=== Section Start ===

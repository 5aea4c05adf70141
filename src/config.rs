use serde::Deserialize;
use std::path::Path;
use tracing_subscriber::{fmt, EnvFilter};

use crate::domain::{RankingConfig, ScanConfig};
use crate::error::{ConfigError, Result};

/// Default TOML written by `vigorish config init`.
pub const DEFAULT_CONFIG_TOML: &str = r#"# vigorish configuration

[scan]
# Stake each candidate wager is evaluated at.
stake = 100.0
# Points off the board mean for a price to count as a sharp outlier.
sharp_threshold = 15.0

[ranking]
boosted_books = ["DraftKings", "FanDuel"]
book_bonus = 2.0

[feed]
# Sport key for live scans, see the-odds-api.com sport list.
sport = "americanfootball_nfl"
# API key; falls back to the ODDS_API_KEY environment variable.
# api_key = ""

[logging]
level = "info"
format = "pretty"
"#;

#[derive(Debug, Default, Deserialize)]
#[serde(default)]
pub struct Config {
    pub scan: ScanConfig,
    pub ranking: RankingConfig,
    pub feed: FeedConfig,
    pub logging: LoggingConfig,
}

#[derive(Debug, Deserialize)]
#[serde(default)]
pub struct FeedConfig {
    /// Sport key used for live scans.
    pub sport: String,
    /// Odds-feed API key; the `ODDS_API_KEY` environment variable is the
    /// fallback.
    pub api_key: Option<String>,
}

impl FeedConfig {
    /// The configured API key, falling back to `ODDS_API_KEY`.
    #[must_use]
    pub fn resolve_api_key(&self) -> Option<String> {
        self.api_key
            .clone()
            .or_else(|| std::env::var("ODDS_API_KEY").ok())
    }
}

impl Default for FeedConfig {
    fn default() -> Self {
        Self {
            sport: "americanfootball_nfl".into(),
            api_key: None,
        }
    }
}

#[derive(Debug, Deserialize)]
#[serde(default)]
pub struct LoggingConfig {
    pub level: String,
    pub format: String,
}

impl Default for LoggingConfig {
    fn default() -> Self {
        Self {
            level: "info".into(),
            format: "pretty".into(),
        }
    }
}

impl Config {
    /// Load and validate a TOML configuration file.
    pub fn load<P: AsRef<Path>>(path: P) -> Result<Self> {
        let content = std::fs::read_to_string(path).map_err(ConfigError::ReadFile)?;
        let config: Config = toml::from_str(&content).map_err(ConfigError::Parse)?;
        config.validate()?;
        Ok(config)
    }

    fn validate(&self) -> Result<()> {
        if !self.scan.stake.is_finite() || self.scan.stake <= 0.0 {
            return Err(ConfigError::InvalidValue {
                field: "scan.stake",
                reason: format!("must be positive, got {}", self.scan.stake),
            }
            .into());
        }
        if !self.scan.sharp_threshold.is_finite() || self.scan.sharp_threshold <= 0.0 {
            return Err(ConfigError::InvalidValue {
                field: "scan.sharp_threshold",
                reason: format!("must be positive, got {}", self.scan.sharp_threshold),
            }
            .into());
        }
        if !matches!(self.logging.format.as_str(), "pretty" | "json") {
            return Err(ConfigError::InvalidValue {
                field: "logging.format",
                reason: format!("expected \"pretty\" or \"json\", got {:?}", self.logging.format),
            }
            .into());
        }
        if self.feed.sport.is_empty() {
            return Err(ConfigError::InvalidValue {
                field: "feed.sport",
                reason: "cannot be empty".into(),
            }
            .into());
        }
        Ok(())
    }

    /// Initialize the tracing subscriber with the configured settings.
    pub fn init_logging(&self) {
        let filter = EnvFilter::try_from_default_env()
            .unwrap_or_else(|_| EnvFilter::new(&self.logging.level));

        match self.logging.format.as_str() {
            "json" => {
                fmt().json().with_env_filter(filter).init();
            }
            _ => {
                fmt().with_env_filter(filter).init();
            }
        }
    }
}
//! Probability newtype with open-interval validation.

use serde::{Deserialize, Serialize};
use std::fmt;

use super::error::InvalidInput;

/// An estimated true win probability, strictly between 0 and 1.
///
/// The inner value is private so every instance went through validation or
/// clamping; downstream math never has to re-check the range.
#[derive(Debug, Clone, Copy, PartialEq, PartialOrd, Serialize, Deserialize)]
#[serde(transparent)]
pub struct Probability(f64);

impl Probability {
    /// Create a probability, rejecting values outside the open interval (0, 1).
    ///
    /// # Errors
    ///
    /// Returns [`InvalidInput::ProbabilityOutOfRange`] for values that are
    /// non-finite, ≤ 0, or ≥ 1. A certainty of exactly 0 or 1 is not a bet.
    pub fn try_new(value: f64) -> Result<Self, InvalidInput> {
        if !value.is_finite() || value <= 0.0 || value >= 1.0 {
            return Err(InvalidInput::ProbabilityOutOfRange { value });
        }
        Ok(Self(value))
    }

    /// Clamp an unvalidated model estimate into [0.01, 0.99].
    ///
    /// Estimators produce perturbed values that can drift past the edges;
    /// clamping keeps them usable without failing the whole scan.
    #[must_use]
    pub fn clamped(value: f64) -> Self {
        if value.is_nan() {
            return Self(0.5);
        }
        Self(value.clamp(0.01, 0.99))
    }

    /// Build from a value already known to lie in (0, 1).
    pub(crate) fn from_unit_interval(value: f64) -> Self {
        debug_assert!(value > 0.0 && value < 1.0, "value {value} outside (0, 1)");
        Self(value)
    }

    /// Get the probability as a plain float.
    #[must_use]
    pub const fn value(self) -> f64 {
        self.0
    }

    /// Get the losing-side probability, `1 - p`.
    #[must_use]
    pub fn complement(self) -> f64 {
        1.0 - self.0
    }
}

impl fmt::Display for Probability {
    fn fmt(&self, f: &mut fmt::Formatter<'_>) -> fmt::Result {
        write!(f, "{:.4}", self.0)
    }
}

=== Section End ===

The answer must be every line of the data that contains the word "configuration".

pub const DEFAULT_CONFIG_TOML: &str = r#"# vigorish configuration
    /// Load and validate a TOML configuration file.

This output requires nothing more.